Le toit du monde se situe à 8 850 mètres ou 29 035 pieds mais, en plus, il semble qu’il « grandit » à un rythme annuel de 3cm.

Sur l’Everest, du côté du Tibet, une partie du paysage s’élève distinctement au-dessus des terrains environnants. Ce « plateau Tibétain », dont la hauteur peut dépasser l’environnement d’une distance variant entre 100 et 1 000 mètres, est l’un des plus grands et des plus hauts plateaux du monde. Il s’élève à 4 km au-dessus du niveau de la mer et se « rapproche du ciel » à un taux que l’on estime équivalent à près d’un cm par année. Des scientifiques chinois pensent que certaines parties de ce plateau ont un taux de croissance encore plus rapide; en fait, dix fois plus qu’il y a un million d’années.

Une orographie aussi imposante que l’Himalaya, ou même les Rocheuses, fait dévier les vents à différents niveaux de l’atmosphère, affectant les systèmes météorologiques près du Népal, mais aussi quelquefois, tout autour du monde.

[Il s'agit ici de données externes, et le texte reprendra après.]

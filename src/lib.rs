pub mod api;
pub mod auth;
pub mod client;
pub mod config;
pub mod docs;
pub mod model;
pub mod models;
pub mod routes;
pub mod store;
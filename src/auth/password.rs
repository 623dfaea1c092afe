use argon2::{
    Argon2,
    password_hash::{PasswordHash, PasswordHasher, PasswordVerifier, SaltString, rand_core::OsRng},
};

pub fn hash_password(password: &str) -> String {
    let salt = SaltString::generate(&mut OsRng);
    Argon2::default()
        .hash_password(password.as_bytes(), &salt)
        .expect("argon2 hashing")
        .to_string()
}

/// true iff the candidate matches the stored hash. A malformed stored hash
/// counts as a mismatch rather than an error.
pub fn verify_password(candidate: &str, hashed: &str) -> bool {
    let Ok(parsed) = PasswordHash::new(hashed) else {
        return false;
    };
    Argon2::default()
        .verify_password(candidate.as_bytes(), &parsed)
        .is_ok()
}
/// Stable sort: equal keys keep their relative input order, so repeated
/// re-renders never visibly reorder equal-valued rows.
pub fn sort(requests: &mut [CertificationRequest], key: SortKey) {
    requests.sort_by(|a, b| {
        let ordering = match key.field {
            SortField::EstimatedBudget => a.estimated_budget.total_cmp(&b.estimated_budget),
            SortField::ExpectedDate => a.expected_date.cmp(&b.expected_date),
            SortField::EmployeeName => cmp_case_insensitive(&a.employee_name, &b.employee_name),
            SortField::Description => cmp_case_insensitive(&a.description, &b.description),
        };
        match key.direction {
            SortDirection::Asc => ordering,
            SortDirection::Desc => ordering.reverse(),
        }
    });
}

/// Partition into the four fixed-order status buckets, preserving the
/// incoming (already sorted) order inside each bucket.
pub fn group(requests: Vec<CertificationRequest>) -> GroupedView {
    if requests.is_empty() {
        return GroupedView::NoMatches;
    }

    let mut groups: Vec<StatusGroup> = Status::ORDER
        .iter()
        .map(|status| StatusGroup {
            status: *status,
            requests: Vec::new(),
        })
        .collect();

    for request in requests {
        let idx = Status::ORDER
            .iter()
            .position(|s| *s == request.status)
            .expect("status is in the fixed order table");
        groups[idx].requests.push(request);
    }

    GroupedView::Groups(groups)
}

/// The whole pipeline: filter, stable-sort, group.
pub fn build_view(
    requests: &[CertificationRequest],
    criteria: &FilterCriteria,
    key: SortKey,
) -> GroupedView {
    let mut rows = filter(requests, criteria);
    sort(&mut rows, key);
    group(rows)
}

/// Unique employee names in first-seen order, for the filter dropdown.
pub fn employee_names(requests: &[CertificationRequest]) -> Vec<String> {
    let mut names: Vec<String> = Vec::new();
    for request in requests {
        if !names.contains(&request.employee_name) {
            names.push(request.employee_name.clone());
        }
    }
    names
}

/// Poll-based debounce for the filter-input edge: criteria only fire once
/// the input has been quiet for the delay (300ms by default).
#[derive(Debug)]
pub struct Debouncer {
    delay: Duration,
    pending: Option<(FilterCriteria, Instant)>,
}

impl Default for Debouncer {
    fn default() -> Self {
        Self::new(Duration::from_millis(300))
    }
}

impl Debouncer {
    pub fn new(delay: Duration) -> Self {
        Self {
            delay,
            pending: None,
        }
    }

    /// Records a keystroke-edge change, restarting the quiet period.
    pub fn submit(&mut self, criteria: FilterCriteria, now: Instant) {
        self.pending = Some((criteria, now));
    }

    /// Returns the pending criteria once the quiet period has elapsed.
    pub fn poll(&mut self, now: Instant) -> Option<FilterCriteria> {
        match &self.pending {
            Some((_, at)) if now.duration_since(*at) >= self.delay => {
                self.pending.take().map(|(criteria, _)| criteria)
            }
            _ => None,
        }
    }
}
use chrono::{Local, NaiveDate};
use reqwest::{Client, StatusCode};
use serde_json::json;
use thiserror::Error;
use tracing::{debug, info, warn};

use crate::api::requests::CreateRequest;
use crate::model::certification_request::{
    CertificationRequest, Status, ValidationError, validate_submission,
};
use crate::model::user::User;

#[derive(Debug, Error)]
pub enum ApiError {
    #[error("request failed: {0}")]
    Transport(#[from] reqwest::Error),
    #[error("server responded {status}: {message}")]
    Server { status: StatusCode, message: String },
    #[error("{0}")]
    Validation(ValidationError),
}

/// New-request fields as collected by the submission form.
#[derive(Debug, Clone)]
pub struct SubmissionInput {
    pub description: String,
    pub estimated_budget: f64,
    pub expected_date: NaiveDate,
}

/// Client-side owner of the request collection for the current page
/// lifetime. Talks the fixed JSON-over-HTTP contract; the server keeps the
/// authoritative copy.
pub struct RequestRepository {
    client: Client,
    base_url: String,
    requests: Vec<CertificationRequest>,
}

/// The `{message}` body the server sends with non-success responses, with a
/// fallback for anything else.
async fn error_message(response: reqwest::Response) -> String {
    match response.json::<serde_json::Value>().await {
        Ok(body) => body
            .get("message")
            .and_then(|m| m.as_str())
            .unwrap_or("unexpected response")
            .to_string(),
        Err(_) => "unexpected response".to_string(),
    }
}

/// The form shows the capitalized username as the requester's name.
fn display_name(username: &str) -> String {
    let mut chars = username.chars();
    match chars.next() {
        Some(first) => first.to_uppercase().collect::<String>() + chars.as_str(),
        None => String::new(),
    }
}

impl RequestRepository {
    pub fn new(base_url: impl Into<String>) -> Self {
        // Paths are appended as "/..."; a trailing slash on the base would
        // produce "//" paths the server's router rejects.
        let base_url = base_url.into().trim_end_matches('/').to_string();
        Self {
            client: Client::new(),
            base_url,
            requests: Vec::new(),
        }
    }

    /// Local collection as of the last successful fetch or update.
    pub fn requests(&self) -> &[CertificationRequest] {
        &self.requests
    }

    /// POST /login. Returns the authenticated user (with token) on 200.
    pub async fn login(&self, username: &str, password: &str) -> Result<User, ApiError> {
        let response = self
            .client
            .post(format!("{}/login", self.base_url))
            .json(&json!({ "username": username, "password": password }))
            .send()
            .await?;

        if response.status() != StatusCode::OK {
            let status = response.status();
            let message = error_message(response).await;
            info!(%status, "Login rejected");
            return Err(ApiError::Server { status, message });
        }

        let user = response.json::<User>().await?;
        info!(user_id = user.id, role = user.role.as_str(), "Logged in");
        Ok(user)
    }

    /// GET /requests. Success replaces the local collection wholesale; any
    /// failure leaves it untouched and surfaces the error to the caller.
    pub async fn list(&mut self) -> Result<&[CertificationRequest], ApiError> {
        let response = self
            .client
            .get(format!("{}/requests", self.base_url))
            .send()
            .await?;

        if !response.status().is_success() {
            let status = response.status();
            let message = error_message(response).await;
            warn!(%status, "Fetching requests failed");
            return Err(ApiError::Server { status, message });
        }

        let fetched = response.json::<Vec<CertificationRequest>>().await?;
        debug!(count = fetched.len(), "Fetched request list");
        self.requests = fetched;
        Ok(&self.requests)
    }

    /// Validates and POSTs a new request on behalf of the user; status is
    /// always "submitted" in the current flow. Returns the server-echoed
    /// record with its assigned id. Nothing is assumed about the
    /// authoritative collection on failure.
    pub async fn submit(
        &self,
        user: &User,
        input: &SubmissionInput,
    ) -> Result<CertificationRequest, ApiError> {
        let today = Local::now().date_naive();
        validate_submission(
            &input.description,
            input.estimated_budget,
            input.expected_date,
            today,
        )
        .map_err(ApiError::Validation)?;

        let payload = CreateRequest {
            employee_id: user.id,
            employee_name: display_name(&user.username),
            description: input.description.clone(),
            estimated_budget: input.estimated_budget,
            expected_date: input.expected_date,
            status: Status::Submitted,
        };

        let response = self
            .client
            .post(format!("{}/requests", self.base_url))
            .json(&payload)
            .send()
            .await?;

        if response.status() != StatusCode::CREATED {
            let status = response.status();
            let message = error_message(response).await;
            warn!(%status, "Submission failed");
            return Err(ApiError::Server { status, message });
        }

        let created = response.json::<CertificationRequest>().await?;
        info!(id = created.id, "Submitted certification request");
        Ok(created)
    }

    /// PATCH /requests/{id} with the new status. On success the matching
    /// local record is updated in place; on failure the local collection is
    /// left unchanged and there is no retry.
    pub async fn update_status(
        &mut self,
        id: i64,
        status: Status,
    ) -> Result<CertificationRequest, ApiError> {
        let response = self
            .client
            .patch(format!("{}/requests/{id}", self.base_url))
            .json(&json!({ "status": status }))
            .send()
            .await?;

        if !response.status().is_success() {
            let http_status = response.status();
            let message = error_message(response).await;
            warn!(id, status = %http_status, "Status update failed");
            return Err(ApiError::Server {
                status: http_status,
                message,
            });
        }

        let updated = response.json::<CertificationRequest>().await?;
        if let Some(local) = self.requests.iter_mut().find(|r| r.id == id) {
            local.status = updated.status;
        }
        info!(id, status = updated.status.as_str(), "Status updated");
        Ok(updated)
    }
}
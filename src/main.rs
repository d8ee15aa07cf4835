//! AppDynamics data source server.
//!
//! Serves metric queries, health checks and name discovery to a
//! visualization host.

use appd_datasource::config::{DataSourceConfig, ServerConfig};
use appd_datasource::datasource::{DataSource, DataSourceApi};
use appd_datasource::timeexpr::DateMath;
use appd_datasource::transport::HttpTransport;
use appd_datasource::web::Server;

use std::sync::Arc;
use tracing_subscriber::{layer::SubscriberExt, util::SubscriberInitExt};

#[tokio::main]
async fn main() -> Result<(), Box<dyn std::error::Error + Send + Sync>> {
    // Initialize logging
    tracing_subscriber::registry()
        .with(tracing_subscriber::fmt::layer())
        .with(tracing_subscriber::EnvFilter::from_default_env()
            .add_directive("appd_datasource=info".parse()?))
        .init();

    // Load configuration
    let server_cfg = ServerConfig::load();
    let ds_cfg = DataSourceConfig::load()?;
    tracing::info!("Starting data source on port {}...", server_cfg.http_port);
    tracing::info!("Using controller at {}", ds_cfg.base_url());
    if !ds_cfg.hosts().is_empty() {
        tracing::info!("Known hosts: {}", ds_cfg.hosts().join(", "));
    }

    let transport = Arc::new(HttpTransport::new(&ds_cfg)?);
    let datasource = Arc::new(DataSource::new(ds_cfg, transport, Arc::new(DateMath::new())));

    let health = datasource.check_health().await;
    tracing::info!("Initial health check: {}", health.message);

    // Start web server
    let server = Server::new(server_cfg, datasource);
    server.start().await?;

    Ok(())
}
//! reqwest-backed transport.

use super::{Transport, TransportError, TransportResponse};
use crate::config::DataSourceConfig;
use crate::request::{Method, RequestDescriptor};

use async_trait::async_trait;
use std::time::Duration;

/// Production transport using a shared `reqwest::Client`.
#[derive(Clone)]
pub struct HttpTransport {
    client: reqwest::Client,
    timeout: Duration,
    credentials: Option<(String, String)>,
}

impl HttpTransport {
    pub fn new(config: &DataSourceConfig) -> Result<Self, TransportError> {
        let client = reqwest::Client::builder()
            .timeout(config.timeout())
            .build()
            .map_err(|e| TransportError::Client(e.to_string()))?;

        let credentials = config
            .username()
            .map(|user| (user.to_string(), config.password().unwrap_or_default().to_string()));

        Ok(Self {
            client,
            timeout: config.timeout(),
            credentials,
        })
    }
}

#[async_trait]
impl Transport for HttpTransport {
    async fn execute(&self, request: &RequestDescriptor) -> Result<TransportResponse, TransportError> {
        let mut builder = match request.method {
            Method::Get => self.client.get(&request.url),
        };

        builder = builder.query(&request.params);
        for (name, value) in &request.headers {
            builder = builder.header(name, value);
        }
        if let Some((user, password)) = &self.credentials {
            builder = builder.basic_auth(user, Some(password));
        }

        let response = builder.send().await.map_err(|e| {
            if e.is_timeout() {
                TransportError::Timeout(self.timeout)
            } else {
                TransportError::Network(e.to_string())
            }
        })?;

        let status = response.status().as_u16();
        let body = response
            .text()
            .await
            .map_err(|e| TransportError::Network(e.to_string()))?;

        tracing::debug!("{} -> {} ({} bytes)", request.url, status, body.len());

        Ok(TransportResponse::new(status, decode_body(body)))
    }
}

/// Decode a body as JSON, keeping non-JSON text as a JSON string.
fn decode_body(body: String) -> serde_json::Value {
    if body.trim().is_empty() {
        return serde_json::Value::Null;
    }
    serde_json::from_str(&body).unwrap_or(serde_json::Value::String(body))
}
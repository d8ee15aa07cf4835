//! Configuration module for the AppDynamics data source.
//!
//! Loads configuration from environment variables with sensible defaults.

use std::env;
use std::time::Duration;
use thiserror::Error;

/// Configuration error types.
#[derive(Error, Debug, PartialEq)]
pub enum ConfigError {
    #[error("missing required setting: {0}")]
    Missing(&'static str),
    #[error("invalid base URL: {0}")]
    InvalidUrl(String),
}

/// Connection settings for the metric backend.
///
/// Built once when the connector starts and never mutated afterwards, so the
/// fields are only reachable through getters.
#[derive(Debug, Clone)]
pub struct DataSourceConfig {
    base_url: String,
    username: Option<String>,
    password: Option<String>,
    hosts: Vec<String>,
    timeout: Duration,
}

impl DataSourceConfig {
    /// Create a configuration with only a base URL.
    pub fn new(base_url: impl Into<String>) -> Self {
        Self {
            base_url: base_url.into().trim_end_matches('/').to_string(),
            username: None,
            password: None,
            hosts: Vec::new(),
            timeout: Duration::from_secs(30),
        }
    }

    pub fn with_credentials(mut self, username: impl Into<String>, password: impl Into<String>) -> Self {
        self.username = Some(username.into());
        self.password = Some(password.into());
        self
    }

    pub fn with_hosts(mut self, hosts: Vec<String>) -> Self {
        self.hosts = hosts;
        self
    }

    pub fn with_timeout(mut self, timeout: Duration) -> Self {
        self.timeout = timeout;
        self
    }

    /// Load configuration from environment variables.
    ///
    /// Environment variables:
    /// - `APPD_URL`: backend base URL (required)
    /// - `APPD_USERNAME` / `APPD_PASSWORD`: basic-auth credentials
    /// - `APPD_HOSTS`: comma-separated list of known hosts
    /// - `APPD_TIMEOUT_SECS`: HTTP timeout in seconds (default: 30)
    pub fn load() -> Result<Self, ConfigError> {
        Self::from_lookup(|key| env::var(key).ok())
    }

    /// Build the configuration from an arbitrary key lookup.
    pub fn from_lookup<F>(lookup: F) -> Result<Self, ConfigError>
    where
        F: Fn(&str) -> Option<String>,
    {
        let base_url = lookup("APPD_URL")
            .filter(|url| !url.trim().is_empty())
            .ok_or(ConfigError::Missing("APPD_URL"))?;

        if !(base_url.starts_with("http://") || base_url.starts_with("https://")) {
            return Err(ConfigError::InvalidUrl(base_url));
        }

        let mut cfg = Self::new(base_url);

        if let Some(username) = lookup("APPD_USERNAME") {
            cfg.username = Some(username);
            cfg.password = Some(lookup("APPD_PASSWORD").unwrap_or_default());
        }

        if let Some(hosts) = lookup("APPD_HOSTS") {
            cfg.hosts = hosts
                .split(',')
                .map(str::trim)
                .filter(|h| !h.is_empty())
                .map(String::from)
                .collect();
        }

        if let Some(secs) = lookup("APPD_TIMEOUT_SECS").and_then(|s| s.parse::<u64>().ok()) {
            if secs > 0 {
                cfg.timeout = Duration::from_secs(secs);
            }
        }

        Ok(cfg)
    }

    pub fn base_url(&self) -> &str {
        &self.base_url
    }

    pub fn username(&self) -> Option<&str> {
        self.username.as_deref()
    }

    pub fn password(&self) -> Option<&str> {
        self.password.as_deref()
    }

    pub fn hosts(&self) -> &[String] {
        &self.hosts
    }

    pub fn timeout(&self) -> Duration {
        self.timeout
    }
}

/// Server configuration loaded from environment variables.
#[derive(Debug, Clone)]
pub struct ServerConfig {
    /// HTTP port for the web server (default: 3000)
    pub http_port: u16,
}

impl Default for ServerConfig {
    fn default() -> Self {
        Self { http_port: 3000 }
    }
}

impl ServerConfig {
    /// Load configuration from environment variables.
    ///
    /// Environment variables:
    /// - `APPD_HTTP_PORT`: HTTP port (default: 3000)
    pub fn load() -> Self {
        let mut cfg = Self::default();

        if let Ok(port_str) = env::var("APPD_HTTP_PORT") {
            if let Ok(port) = port_str.parse() {
                cfg.http_port = port;
            }
        }

        cfg
    }
}
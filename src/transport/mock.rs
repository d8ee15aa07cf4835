//! Scripted transport for tests.

use super::{Transport, TransportError, TransportResponse};
use crate::request::RequestDescriptor;

use async_trait::async_trait;
use std::sync::Mutex;

type Responder = dyn Fn(&RequestDescriptor) -> Result<TransportResponse, TransportError> + Send + Sync;

/// Answers every request through a closure and records what it was asked.
pub(crate) struct MockTransport {
    responder: Box<Responder>,
    requests: Mutex<Vec<RequestDescriptor>>,
}

impl MockTransport {
    pub(crate) fn new<F>(responder: F) -> Self
    where
        F: Fn(&RequestDescriptor) -> Result<TransportResponse, TransportError> + Send + Sync + 'static,
    {
        Self {
            responder: Box::new(responder),
            requests: Mutex::new(Vec::new()),
        }
    }

    /// Always answer with the same response.
    pub(crate) fn replying(response: TransportResponse) -> Self {
        Self::new(move |_| Ok(response.clone()))
    }

    pub(crate) fn requests(&self) -> Vec<RequestDescriptor> {
        self.requests.lock().unwrap().clone()
    }
}

#[async_trait]
impl Transport for MockTransport {
    async fn execute(&self, request: &RequestDescriptor) -> Result<TransportResponse, TransportError> {
        self.requests.lock().unwrap().push(request.clone());
        (self.responder)(request)
    }
}
pub mod config;
pub mod db;
pub mod dtos;
pub mod handlers;
pub mod models;
pub mod services;
pub mod utils;

use axum::{
    Router,
    middleware::{from_fn, from_fn_with_state},
    routing::{get, post},
};
use service_core::middleware::{
    rate_limit::{IpRateLimiter, create_ip_rate_limiter, ip_rate_limit_middleware},
    security_headers::security_headers_middleware,
    tracing::request_id_middleware,
};
use std::sync::Arc;
use tower_http::{cors::CorsLayer, trace::TraceLayer};

use crate::config::WeightConfig;
use crate::db::KvBackend;
use crate::services::{AuthGate, IdentityStore};
use service_core::error::AppError;

#[derive(Clone)]
pub struct AppState {
    pub config: WeightConfig,
    pub backend: Arc<dyn KvBackend>,
    pub auth: AuthGate,
    pub login_rate_limiter: IpRateLimiter,
    pub register_rate_limiter: IpRateLimiter,
    pub ip_rate_limiter: IpRateLimiter,
}

impl AppState {
    pub fn new(config: WeightConfig, backend: Arc<dyn KvBackend>) -> Self {
        let identity = IdentityStore::new(backend.clone());
        let auth = AuthGate::new(identity, config.roles.clone());

        let login_rate_limiter = create_ip_rate_limiter(
            config.rate_limit.login_attempts,
            config.rate_limit.login_window_seconds,
        );
        let register_rate_limiter = create_ip_rate_limiter(
            config.rate_limit.register_attempts,
            config.rate_limit.register_window_seconds,
        );
        let ip_rate_limiter = create_ip_rate_limiter(
            config.rate_limit.global_ip_limit,
            config.rate_limit.global_ip_window_seconds,
        );

        Self {
            config,
            backend,
            auth,
            login_rate_limiter,
            register_rate_limiter,
            ip_rate_limiter,
        }
    }
}

pub async fn build_router(state: AppState) -> Result<Router, AppError> {
    // Password-bearing routes get their own, tighter rate limits
    let login_limiter = state.login_rate_limiter.clone();
    let login_route = Router::new()
        .route("/auth/login", post(handlers::auth::login))
        .layer(from_fn_with_state(login_limiter, ip_rate_limit_middleware));

    let register_limiter = state.register_rate_limiter.clone();
    let register_route = Router::new()
        .route("/auth/register", post(handlers::auth::register))
        .layer(from_fn_with_state(
            register_limiter,
            ip_rate_limit_middleware,
        ));

    let ip_limiter = state.ip_rate_limiter.clone();

    let app = Router::new()
        .route("/health", get(health_check))
        .route("/auth/session", post(handlers::auth::start_session))
        .route("/auth/logout", post(handlers::auth::logout))
        .merge(login_route)
        .merge(register_route)
        .route(
            "/records",
            get(handlers::records::list_records).post(handlers::records::create_record),
        )
        .route(
            "/records/:id",
            axum::routing::patch(handlers::records::update_record)
                .delete(handlers::records::delete_record),
        )
        .route("/chart", get(handlers::chart::chart_data))
        .with_state(state.clone())
        // Global IP rate limiting
        .layer(from_fn_with_state(ip_limiter, ip_rate_limit_middleware))
        // Add tracing layer
        .layer(
            TraceLayer::new_for_http().make_span_with(|request: &axum::http::Request<_>| {
                let request_id = request
                    .headers()
                    .get("x-request-id")
                    .and_then(|value| value.to_str().ok())
                    .unwrap_or("-");

                tracing::info_span!(
                    "http_request",
                    request_id = %request_id,
                    method = %request.method(),
                    uri = %request.uri(),
                    version = ?request.version(),
                )
            }),
        )
        // Add tracing middleware for request_id
        .layer(from_fn(request_id_middleware))
        // Add security headers middleware
        .layer(from_fn(security_headers_middleware))
        // Add CORS layer
        .layer(
            CorsLayer::new()
                .allow_origin(
                    state
                        .config
                        .security
                        .allowed_origins
                        .iter()
                        .map(|o| {
                            o.parse::<axum::http::HeaderValue>().unwrap_or_else(|e| {
                                tracing::error!(
                                    "Invalid CORS origin '{}': {}. Using fallback.",
                                    o,
                                    e
                                );
                                axum::http::HeaderValue::from_static("*")
                            })
                        })
                        .collect::<Vec<axum::http::HeaderValue>>(),
                )
                .allow_methods([
                    axum::http::Method::GET,
                    axum::http::Method::POST,
                    axum::http::Method::PATCH,
                    axum::http::Method::DELETE,
                    axum::http::Method::OPTIONS,
                ])
                .allow_headers([
                    axum::http::header::CONTENT_TYPE,
                    axum::http::header::HeaderName::from_static("x-session-id"),
                    axum::http::header::HeaderName::from_static("x-request-id"),
                ]),
        );

    Ok(app)
}

/// Service health check
pub async fn health_check(
    axum::extract::State(state): axum::extract::State<AppState>,
) -> Result<axum::Json<serde_json::Value>, AppError> {
    state.backend.ping().await.map_err(|e| {
        tracing::error!(error = %e, "Backend health check failed");
        AppError::BadGateway(e.to_string())
    })?;

    Ok(axum::Json(serde_json::json!({
        "status": "healthy",
        "service": state.config.service_name,
        "version": state.config.service_version,
        "environment": format!("{:?}", state.config.environment),
        "checks": {
            "backend": "up"
        }
    })))
}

Les vents sont forcés d’obéir à la courbe montagneuse (à suivre dans une prochaine chronique), soit en la remontant ou en la descendant; et la déviation causée par le Mont Everest dépasse 25 000 pieds, rejoignant ainsi la région du courant-jet.

Mais qu’appelle-t-on « courant-jet » ou en anglais « jet stream » ?

C’est une région de l’atmosphère où le vent est maximal. Ce courant, caractérisé par de grandes vitesses, est normalement situé au niveau de la tropopause, i.e. à environ 10 000 m; cependant, la nuit, il est possible qu’un courant-jet se forme dans des niveaux plus bas de l’atmosphère. Généralement, ces forts vents se déplacent de l’ouest vers l’est au-dessus des latitudes moyennes. Pour être appelés courant-jet, les vents doivent être d’au moins 95 km/h et peuvent atteindre jusqu’à 300 km/h. Le courant-jet sert normalement de séparation entre l’air froid (au nord) et l’air chaud (au sud).

Voici un exemple bien de « chez-nous ». Lorsque l’hiver est doux dans le sud du Québec, c’est parce que le courant-jet se retire vers le nord du Canada. Il n’est cependant pas rare, lors d’un hiver rigoureux, de voir le courant-jet plonger jusque sur le golfe du Mexique, amenant ainsi de l’air froid jusqu’au centre des États-Unis.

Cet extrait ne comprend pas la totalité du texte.